Cass. soc., 19 mai 2016, no 14-10251, ECLI:FR:CCASS:2016:SO00955, Sté Coffim c/ M. X, FS–PB (cassation partielle sans renvoi CA Paris, 7 nov. 2013), M. Frouin, prés. – SCP Piwnica et Molinié, SCP Rousseau et Tapie, av.
Après avoir refusé une modification de son contrat de travail, un salarié est convoqué, d'une part, en vue d'un licenciement pour motif économique, dans le cadre duquel il a accepté la convention de reclassement personnalisé et, d'autre part, en vue d'une sanction disciplinaire avec mise à pied conservatoire.

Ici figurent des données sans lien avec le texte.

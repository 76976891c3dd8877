// src/models/question.rs

use mongodb::bson::{Bson, Document};
use serde::{Deserialize, Serialize};
use serde_json::Value;
use validator::Validate;

/// A question as returned to clients.
/// The identifier keeps the document store's `_id` key.
///
/// Field values are passed through as stored, so documents written by
/// other clients (a numeric `correctOption`, for instance) still list.
#[derive(Debug, Clone, PartialEq, Serialize, Deserialize)]
pub struct Question {
    #[serde(rename = "_id")]
    pub id: String,

    /// The text of the question.
    pub question: Value,

    /// Ordered answer choices.
    pub options: Value,

    /// The correct choice: an option's text or its index.
    #[serde(rename = "correctOption")]
    pub correct_option: Value,
}

/// Converts a raw collection document. Missing fields become `null`.
impl From<Document> for Question {
    fn from(mut doc: Document) -> Self {
        let id = match doc.remove("_id") {
            Some(Bson::ObjectId(oid)) => oid.to_hex(),
            Some(other) => match other.into_relaxed_extjson() {
                Value::String(s) => s,
                value => value.to_string(),
            },
            None => String::new(),
        };

        let mut field = |key: &str| {
            doc.remove(key)
                .map(Bson::into_relaxed_extjson)
                .unwrap_or(Value::Null)
        };

        Self {
            id,
            question: field("question"),
            options: field("options"),
            correct_option: field("correctOption"),
        }
    }
}

/// Fields written to the `questions` collection on insert and update.
/// `_id` is left for the store to assign.
#[derive(Debug, Clone, Serialize)]
pub struct QuestionDocument {
    pub question: String,
    pub options: Vec<String>,
    #[serde(rename = "correctOption")]
    pub correct_option: Value,
}

/// Body for creating or fully replacing a question.
/// All three fields are written together; there is no partial patch.
#[derive(Debug, Clone, Deserialize, Validate)]
pub struct QuestionRequest {
    #[validate(length(min = 1))]
    pub question: String,

    #[validate(custom(function = validate_options))]
    pub options: Vec<String>,

    /// Any truthy JSON value; `null`, `false`, `0` and `""` are rejected.
    #[serde(rename = "correctOption")]
    #[validate(custom(function = validate_correct_option))]
    pub correct_option: Value,
}

impl QuestionRequest {
    pub fn to_document(&self) -> QuestionDocument {
        QuestionDocument {
            question: self.question.clone(),
            options: self.options.clone(),
            correct_option: self.correct_option.clone(),
        }
    }
}

fn validate_options(options: &[String]) -> Result<(), validator::ValidationError> {
    if options.is_empty() {
        return Err(validator::ValidationError::new("options_cannot_be_empty"));
    }
    Ok(())
}

fn validate_correct_option(value: &Value) -> Result<(), validator::ValidationError> {
    let falsy = match value {
        Value::Null => true,
        Value::Bool(b) => !b,
        Value::Number(n) => n.as_f64() == Some(0.0),
        Value::String(s) => s.is_empty(),
        Value::Array(_) | Value::Object(_) => false,
    };

    if falsy {
        return Err(validator::ValidationError::new("correct_option_required"));
    }
    Ok(())
}
use std::f32::consts::FRAC_PI_4;
use std::path::Path;

use bevy::prelude::*;
use serde::Deserialize;

/// One leg of the cinematic camera path.
#[derive(Debug, Clone, Deserialize)]
pub struct ShotConfig {
    pub start: [f32; 3],
    pub end: [f32; 3],
    pub target: [f32; 3],
    /// Seconds spent interpolating from start to end.
    pub duration: f32,
}

/// Offsets (seconds from finale start) for the credit timeline.
#[derive(Debug, Clone, Deserialize)]
#[serde(default)]
pub struct CreditTimeline {
    pub contact: f32,
    pub thanks: f32,
    pub dedication: f32,
    pub greeting: f32,
    pub finished: f32,
}

impl Default for CreditTimeline {
    fn default() -> Self {
        Self {
            contact: 10.0,
            thanks: 16.0,
            dedication: 22.0,
            greeting: 28.0,
            finished: 61.0,
        }
    }
}

/// Every tunable of the simulation core, loadable from JSON.
#[derive(Resource, Debug, Clone, Deserialize)]
#[serde(default)]
pub struct SimConfig {
    // Character
    pub walk_speed: f32,
    pub run_speed: f32,
    /// Per-frame fraction the rendered facing moves toward its target.
    pub rotation_smoothing: f32,
    pub jump_impulse: f32,
    pub spawn_point: [f32; 3],
    /// Falling below this Y respawns the character.
    pub fall_y: f32,
    /// Vertical speed below which the character counts as grounded.
    pub grounded_epsilon: f32,

    // Camera
    pub look_sensitivity: f32,
    pub pitch_limit: f32,
    pub camera_smoothing: f32,
    pub eye_height: f32,
    /// Accept look input while merely hovering the window (no pointer lock).
    pub hover_look: bool,
    pub zoom_min: f32,
    pub zoom_max: f32,
    pub zoom_rate: f32,

    // Interaction
    /// Raycast cadence in frames when no registry has been populated.
    pub raycast_throttle: u32,
    pub interact_distance: f32,

    // Cinematic
    pub shots: Vec<ShotConfig>,
    pub credits: CreditTimeline,
    /// Per-frame convergence rate for finale/greeting text opacity.
    pub text_fade_rate: f32,
    /// Per-frame convergence rate for credit line opacity.
    pub credit_fade_rate: f32,
}

impl Default for SimConfig {
    fn default() -> Self {
        Self {
            walk_speed: 0.8,
            run_speed: 1.6,
            rotation_smoothing: 0.1,
            jump_impulse: 0.1,
            spawn_point: [0.0, -2.5, 2.0],
            fall_y: -5.0,
            grounded_epsilon: 0.05,

            look_sensitivity: 0.005,
            pitch_limit: FRAC_PI_4,
            camera_smoothing: 0.1,
            eye_height: 3.0,
            hover_look: true,
            zoom_min: 2.0,
            zoom_max: 8.0,
            zoom_rate: 0.01,

            raycast_throttle: 8,
            interact_distance: 100.0,

            shots: vec![
                ShotConfig {
                    start: [-1.6, 3.5, 4.6],
                    end: [-1.6, 1.5, 1.0],
                    target: [4.0, 0.0, 0.0],
                    duration: 16.2,
                },
                ShotConfig {
                    start: [4.0, 2.0, 0.0],
                    end: [0.0, 2.0, 5.0],
                    target: [0.0, 1.0, 0.0],
                    duration: 11.5,
                },
                ShotConfig {
                    start: [-3.0, -2.0, 0.0],
                    end: [-1.0, 3.0, 1.0],
                    target: [0.0, -20.4, 0.0],
                    duration: 9.0,
                },
                ShotConfig {
                    start: [6.0, 1.5, 4.0],
                    end: [2.0, 1.0, 2.0],
                    target: [-140.0, -13.5, 10.5],
                    duration: 6.2,
                },
                ShotConfig {
                    start: [-3.1, 1.0, 1.0],
                    end: [15.0, 2.0, 8.0],
                    target: [35.1, 0.0, 11.1],
                    duration: 5.5,
                },
            ],
            credits: CreditTimeline::default(),
            text_fade_rate: 0.02,
            credit_fade_rate: 0.03,
        }
    }
}

impl SimConfig {
    /// Loads the config from a JSON file, falling back to defaults when the
    /// file is missing or malformed.
    pub fn load_or_default(path: impl AsRef<Path>) -> Self {
        let path = path.as_ref();
        match std::fs::read_to_string(path) {
            Ok(text) => match serde_json::from_str(&text) {
                Ok(config) => {
                    info!("loaded config from {}", path.display());
                    config
                }
                Err(err) => {
                    warn!("ignoring malformed config {}: {}", path.display(), err);
                    Self::default()
                }
            },
            Err(_) => Self::default(),
        }
    }

    pub fn spawn_point(&self) -> Vec3 {
        Vec3::from_array(self.spawn_point)
    }
}

#[cfg(test)]
mod tests {
    use super::*;

    #[test]
    fn defaults_are_sane() {
        let config = SimConfig::default();
        assert!(config.walk_speed < config.run_speed);
        assert_eq!(config.shots.len(), 5);
        assert!(config.zoom_min < config.zoom_max);
        assert!((config.pitch_limit - FRAC_PI_4).abs() < 1e-6);
    }

    #[test]
    fn credit_timeline_is_ascending() {
        let credits = CreditTimeline::default();
        let order = [
            credits.contact,
            credits.thanks,
            credits.dedication,
            credits.greeting,
            credits.finished,
        ];
        assert!(order.windows(2).all(|pair| pair[0] < pair[1]));
    }

    #[test]
    fn partial_json_overrides_defaults() {
        let config: SimConfig =
            serde_json::from_str(r#"{ "walk_speed": 2.0, "hover_look": false }"#).unwrap();
        assert_eq!(config.walk_speed, 2.0);
        assert!(!config.hover_look);
        assert_eq!(config.run_speed, SimConfig::default().run_speed);
    }
}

Aux termes de l'article L. 321-2-1 ancien du Code du travail, dans les entreprises employant au moins cinquante salariés où le comité d'entreprise n'a pas été mis en place alors qu'aucun procès-verbal de carence n'a été établi et dans les entreprises employant au moins onze salariés où aucun délégué du personnel n'a été mis en place alors qu'aucun procès-verbal de carence n'a été établi, tout licenciement pour motif économique s'effectuant sans que, de ce fait, les obligations d'information, de réunion et de consultation du comité d'entreprise ou des délégués du personnel soient respectées, est irrégulier et le salarié ainsi licencié a droit à une indemnité qui ne peut être inférieure à un mois de salaire brut, sans préjudice des indemnités de licenciement et de préavis qui lui sont par ailleurs dues.